The governor of the Colombian region of Antioquia wants to prevent the animals from being shot. 70 of the region’s nearly 150 hippos will be flown out to protected areas in India and Mexico in the coming months. The target is the first half of 2023, he said.
Animals became a plague for the population
The hippos are descended from the few specimens Escobar had flown in from Africa for his private zoo in the 1980s. After the powerful drug lord was killed in a police operation in 2013, the pachyderms were released. They have since populated an area around the Magdalena River, where authorities say they pose a threat to local wildlife and people living along the river.
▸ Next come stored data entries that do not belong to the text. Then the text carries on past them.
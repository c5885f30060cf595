//! External collaborator interfaces (§6) and normalized input events.
//!
//! This crate does not render anything or own a widget tree; it calls out to
//! a host application through these traits, exactly as the driver calls back
//! into the UI via collaborator objects in `original_source/terminatorlib/tmux/control.py`.

/// A pane's rendering surface, owned by the host application.
///
/// Required methods: `write`, `close`, `cwd`, `pane_id` (settable), and a
/// way back up to the layout host that contains it (§6).
pub trait TerminalView: Send {
    /// Forward raw output bytes for this pane to the view.
    fn write(&mut self, bytes: &[u8]);

    /// The view has been closed and should tear itself down.
    fn close(&mut self);

    /// Working directory inherited by panes split off from this view.
    fn cwd(&self) -> Option<&str>;

    fn pane_id(&self) -> &str;

    fn set_pane_id(&mut self, pane_id: &str);
}

/// The widget-tree manipulator the Dispatcher calls into when a layout-change
/// reveals a new pane (§6, §4.F).
pub trait LayoutHost {
    /// Replace `existing_pane_id`'s view in its parent with a paned
    /// container holding both `existing_pane_id` and `sibling_pane_id`.
    /// `widget_first` places `existing_pane_id` first in the new container.
    fn split_axis(&mut self, existing_pane_id: &str, vertical: bool, sibling_pane_id: &str, widget_first: bool);
}

/// Schedules work onto the UI thread without blocking the caller (§6, §5 —
/// "handlers MUST delegate UI work to the UI collaborator's idle queue").
pub trait IdleQueue {
    /// Schedule `task` to run on the UI thread. `task` returns `true` to be
    /// rescheduled, `false` to run once.
    fn post(&self, task: Box<dyn FnMut() -> bool + Send>);
}

bitflags::bitflags! {
    /// Modifier bits carried by a [`KeyEvent`] (§6: "at least Ctrl, Shift, Alt").
    #[derive(Debug, Clone, Copy, PartialEq, Eq, PartialOrd, Ord, Hash)]
    pub struct Modifiers: u8 {
        const CTRL  = 0b001;
        const SHIFT = 0b010;
        const ALT   = 0b100;
    }
}

/// A symbolic, non-printable key recognized by the key-mapping table (§4.G).
#[derive(Debug, Clone, Copy, PartialEq, Eq, Hash)]
pub enum KeySym {
    Backspace,
    Tab,
    Insert,
    Delete,
    PageUp,
    PageDown,
    Home,
    End,
    Up,
    Down,
    Right,
    Left,
    /// Any other key; `KeyEvent::text` carries its printable representation.
    Other,
}

/// A normalized key event, decoupled from any specific input backend (§6).
#[derive(Debug, Clone, PartialEq, Eq)]
pub struct KeyEvent {
    pub keysym: KeySym,
    pub modifiers: Modifiers,
    /// Verbatim text for printable keys; empty for pure control keys.
    pub text: String,
}

/// Scroll direction, including the smooth/precision variant crossterm has no
/// native equivalent for (§6: "direction ∈ {Up, Down, Smooth}").
#[derive(Debug, Clone, Copy, PartialEq)]
pub enum ScrollEvent {
    Up,
    Down,
    Smooth { delta_y: f64 },
}

#[cfg(test)]
mod tests {
    use super::*;

    #[test]
    fn modifiers_combine_as_bitflags() {
        let both = Modifiers::CTRL | Modifiers::ALT;
        assert!(both.contains(Modifiers::CTRL));
        assert!(both.contains(Modifiers::ALT));
        assert!(!both.contains(Modifiers::SHIFT));
    }
}
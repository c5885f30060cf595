//! Component B — Notification Decoder (§4.B).
//!
//! Consumes lines from the Line Source and produces typed notifications,
//! collapsing `%begin … %end|%error` blocks into a single [`Notification::Result`].
//! Runs on its own thread; it is the only thread that touches the
//! begin/end accumulator, so there is no shared decoder state (§5).

use std::sync::mpsc;
use std::sync::Arc;
use std::thread;

use crate::cc::line_source::LineEvent;
use crate::ids::{PaneId, WindowId};
use crate::notification::{CommandResult, Notification};

/// What the decoder pushes onto its output queue: either a decoded
/// notification, or the end-of-stream sentinel (§4.B, §5 — "cascade to
/// sentinel values the Decoder and Dispatcher use to exit").
#[derive(Debug, Clone, PartialEq, Eq)]
pub enum DecoderEvent {
    Notification(Notification),
    End,
}

/// Anything the decoder can pull blocking lines from. Implemented by
/// [`crate::cc::line_source::LineSource`]; abstracted here so the
/// begin/end accumulator can be exercised in tests without a child process.
pub trait LineFeed {
    fn next_line(&self) -> LineEvent;
}

impl LineFeed for crate::cc::line_source::LineSource {
    fn next_line(&self) -> LineEvent {
        crate::cc::line_source::LineSource::next_line(self)
    }
}

/// Spawn the decoder thread. Returns the receiving end of its output queue
/// and the thread handle.
pub fn spawn<L: LineFeed + Send + Sync + 'static>(
    line_source: Arc<L>,
) -> (mpsc::Receiver<DecoderEvent>, thread::JoinHandle<()>) {
    let (tx, rx) = mpsc::channel();
    let handle = thread::spawn(move || run(line_source.as_ref(), &tx));
    (rx, handle)
}

fn run(line_source: &dyn LineFeed, tx: &mpsc::Sender<DecoderEvent>) {
    loop {
        match line_source.next_line() {
            LineEvent::End => {
                let _ = tx.send(DecoderEvent::End);
                return;
            }
            LineEvent::Line(line) => {
                if let Some(notification) = decode_line(&line, line_source) {
                    if tx.send(DecoderEvent::Notification(notification)).is_err() {
                        return;
                    }
                }
            }
        }
    }
}

/// Decode one line. Returns `None` for pre-welcome noise (empty or
/// unprefixed lines) — those are silently discarded (§4.B step 1).
///
/// When the line opens a `%begin` block, reads the rest of the block
/// directly off `line_source` (the server guarantees no other notification
/// interleaves inside a begin/end block — §4.B).
fn decode_line(line: &[u8], line_source: &dyn LineFeed) -> Option<Notification> {
    if line.is_empty() || line[0] != b'%' {
        return None;
    }

    let rest = &line[1..];
    let mut parts = rest.splitn(2, |&b| b == b' ');
    let marker = parts.next().unwrap_or(b"");
    let payload = parts.next().unwrap_or(b"");
    let marker_str = String::from_utf8_lossy(marker).into_owned();

    if marker_str == "begin" {
        return Some(decode_result_block(payload, line_source));
    }

    Some(decode_other(&marker_str, payload))
}

/// Read a `%begin ts code flags` header plus body lines up to `%end`/`%error`.
fn decode_result_block(begin_payload: &[u8], line_source: &dyn LineFeed) -> Notification {
    let mut begin_fields = split_fields(begin_payload, 3);
    let begin_timestamp = begin_fields.next().unwrap_or_default();
    let code = begin_fields.next().unwrap_or_default();

    let mut body = Vec::new();
    loop {
        match line_source.next_line() {
            LineEvent::End => {
                // Stream ended mid-block; surface what we have as an error result.
                return Notification::Result(CommandResult {
                    begin_timestamp,
                    code,
                    body,
                    end_timestamp: String::new(),
                    error: true,
                });
            }
            LineEvent::Line(line) => {
                if line.starts_with(b"%end") || line.starts_with(b"%error") {
                    let is_error = line.starts_with(b"%error");
                    let skip = if is_error { b"%error".len() } else { b"%end".len() };
                    let terminator_rest = &line[skip..];
                    let terminator_rest = terminator_rest.strip_prefix(b" ").unwrap_or(terminator_rest);
                    let mut end_fields = split_fields(terminator_rest, 2);
                    let end_timestamp = end_fields.next().unwrap_or_default();
                    return Notification::Result(CommandResult {
                        begin_timestamp,
                        code,
                        body,
                        end_timestamp,
                        error: is_error,
                    });
                }
                body.push(line);
            }
        }
    }
}

/// Split `payload` on single spaces into at most `max_fields` owned UTF-8
/// strings; the last field absorbs any remaining spaces (mirrors how tmux
/// names carry through fixed-arity attribute lines).
fn split_fields(payload: &[u8], max_fields: usize) -> impl Iterator<Item = String> {
    let text = String::from_utf8_lossy(payload).into_owned();
    let mut fields: Vec<String> = if max_fields == 0 {
        Vec::new()
    } else {
        text.splitn(max_fields, ' ').map(str::to_string).collect()
    };
    if fields.len() == 1 && fields[0].is_empty() {
        fields.clear();
    }
    fields.into_iter()
}

fn decode_other(marker: &str, payload: &[u8]) -> Notification {
    match marker {
        "exit" => {
            let mut fields = split_fields(payload, 1);
            Notification::Exit {
                reason: fields.next().filter(|s| !s.is_empty()),
            }
        }
        "layout-change" => {
            let mut fields = split_fields(payload, 4);
            let window_id = fields.next().unwrap_or_default();
            let window_layout = fields.next().unwrap_or_default();
            let window_visible_layout = fields.next();
            let window_flags = fields.next();
            Notification::LayoutChange {
                window_id: WindowId::new(window_id),
                window_layout,
                window_visible_layout,
                window_flags,
            }
        }
        "output" => {
            let mut parts = payload.splitn(2, |&b| b == b' ');
            let pane_id = String::from_utf8_lossy(parts.next().unwrap_or(b"")).into_owned();
            let bytes = parts.next().unwrap_or(b"").to_vec();
            Notification::Output {
                pane_id: PaneId::new(pane_id),
                bytes,
            }
        }
        "session-changed" => {
            let mut fields = split_fields(payload, 2);
            Notification::SessionChanged {
                session_id: fields.next().unwrap_or_default(),
                session_name: fields.next().unwrap_or_default(),
            }
        }
        "session-renamed" => {
            let mut fields = split_fields(payload, 2);
            Notification::SessionRenamed {
                session_id: fields.next().unwrap_or_default(),
                session_name: fields.next().unwrap_or_default(),
            }
        }
        "sessions-changed" => Notification::SessionsChanged,
        "window-add" => {
            let mut fields = split_fields(payload, 1);
            Notification::WindowAdd {
                window_id: WindowId::new(fields.next().unwrap_or_default()),
            }
        }
        "window-close" => {
            let mut fields = split_fields(payload, 1);
            Notification::WindowClose {
                window_id: WindowId::new(fields.next().unwrap_or_default()),
            }
        }
        "window-renamed" => {
            let mut fields = split_fields(payload, 2);
            Notification::WindowRenamed {
                window_id: WindowId::new(fields.next().unwrap_or_default()),
                window_name: fields.next().unwrap_or_default(),
            }
        }
        "unlinked-window-add" => {
            let mut fields = split_fields(payload, 1);
            Notification::UnlinkedWindowAdd {
                window_id: WindowId::new(fields.next().unwrap_or_default()),
            }
        }
        "unlinked-window-close" => {
            let mut fields = split_fields(payload, 1);
            Notification::UnlinkedWindowClose {
                window_id: WindowId::new(fields.next().unwrap_or_default()),
            }
        }
        "unlinked-window-renamed" => {
            let mut fields = split_fields(payload, 2);
            Notification::UnlinkedWindowRenamed {
                window_id: WindowId::new(fields.next().unwrap_or_default()),
                window_name: fields.next().unwrap_or_default(),
            }
        }
        other => Notification::Unknown {
            marker: other.to_string(),
        },
    }
}

#[cfg(test)]
mod tests {
    use super::*;
    use pretty_assertions::assert_eq;
    use std::sync::Mutex;
    use std::collections::VecDeque;

    struct FakeFeed(Mutex<VecDeque<LineEvent>>);

    impl FakeFeed {
        fn new(lines: &[&str]) -> Self {
            let queue = lines
                .iter()
                .map(|l| LineEvent::Line(l.as_bytes().to_vec()))
                .chain(std::iter::once(LineEvent::End))
                .collect();
            Self(Mutex::new(queue))
        }
    }

    impl LineFeed for FakeFeed {
        fn next_line(&self) -> LineEvent {
            self.0.lock().unwrap().pop_front().unwrap_or(LineEvent::End)
        }
    }

    fn decode_all(lines: &[&str]) -> Vec<Notification> {
        let feed = FakeFeed::new(lines);
        let mut out = Vec::new();
        loop {
            match feed.next_line() {
                LineEvent::End => break,
                LineEvent::Line(line) => {
                    if let Some(n) = decode_line(&line, &feed) {
                        out.push(n);
                    }
                }
            }
        }
        out
    }

    #[test]
    fn discards_pre_welcome_noise() {
        let notifications = decode_all(&["", "some banner text", "%sessions-changed"]);
        assert_eq!(notifications, vec![Notification::SessionsChanged]);
    }

    #[test]
    fn decodes_output() {
        let notifications = decode_all(&["%output %3 hello world"]);
        assert_eq!(
            notifications,
            vec![Notification::Output {
                pane_id: PaneId::new("%3"),
                bytes: b"hello world".to_vec(),
            }]
        );
    }

    #[test]
    fn decodes_layout_change_with_optional_fields_absent() {
        let notifications = decode_all(&["%layout-change @1 1234,80x24,0,0,5"]);
        assert_eq!(
            notifications,
            vec![Notification::LayoutChange {
                window_id: WindowId::new("@1"),
                window_layout: "1234,80x24,0,0,5".to_string(),
                window_visible_layout: None,
                window_flags: None,
            }]
        );
    }

    #[test]
    fn unknown_marker_is_decoded_for_dispatcher_to_drop() {
        let notifications = decode_all(&["%frobnicate something"]);
        assert_eq!(
            notifications,
            vec![Notification::Unknown {
                marker: "frobnicate".to_string()
            }]
        );
    }

    #[test]
    fn result_block_collapses_to_single_notification() {
        let notifications = decode_all(&[
            "%begin 1000 1 0",
            "line one",
            "line two",
            "%end 1000 1 0",
        ]);
        assert_eq!(
            notifications,
            vec![Notification::Result(CommandResult {
                begin_timestamp: "1000".to_string(),
                code: "1".to_string(),
                body: vec![b"line one".to_vec(), b"line two".to_vec()],
                end_timestamp: "1000".to_string(),
                error: false,
            })]
        );
    }

    #[test]
    fn error_terminator_sets_error_flag() {
        let notifications = decode_all(&["%begin 1 1 0", "%error 1 1 0"]);
        match &notifications[0] {
            Notification::Result(r) => assert!(r.error),
            other => panic!("expected Result, got {other:?}"),
        }
    }

    #[test]
    fn s2_result_pairing_body_and_error_sequence() {
        // §8 S2: three commands, three results, one with a body, one erroring.
        let notifications = decode_all(&[
            "%begin t1 0 ",
            "%end t1 0 ",
            "%begin t2 0 ",
            "foo",
            "%end t2 0 ",
            "%begin t3 0 ",
            "%error t3 0 ",
        ]);
        assert_eq!(notifications.len(), 3);
        match &notifications[1] {
            Notification::Result(r) => assert_eq!(r.body, vec![b"foo".to_vec()]),
            other => panic!("expected Result, got {other:?}"),
        }
        match &notifications[2] {
            Notification::Result(r) => assert!(r.error),
            other => panic!("expected Result, got {other:?}"),
        }
    }
}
Plans for sterilization collapsed
After plans to sterilize the hippos, which can weigh up to three tons, fell through, Colombian authorities last year finally declared them an “invasive” species, meaning they are also released for hunting.
In addition to the ten hippos that will find a new home in Mexico, there are plans to resettle another sixty hippos in a protected area in India. Zazueta said the animals would be flown first to India and then to Mexico.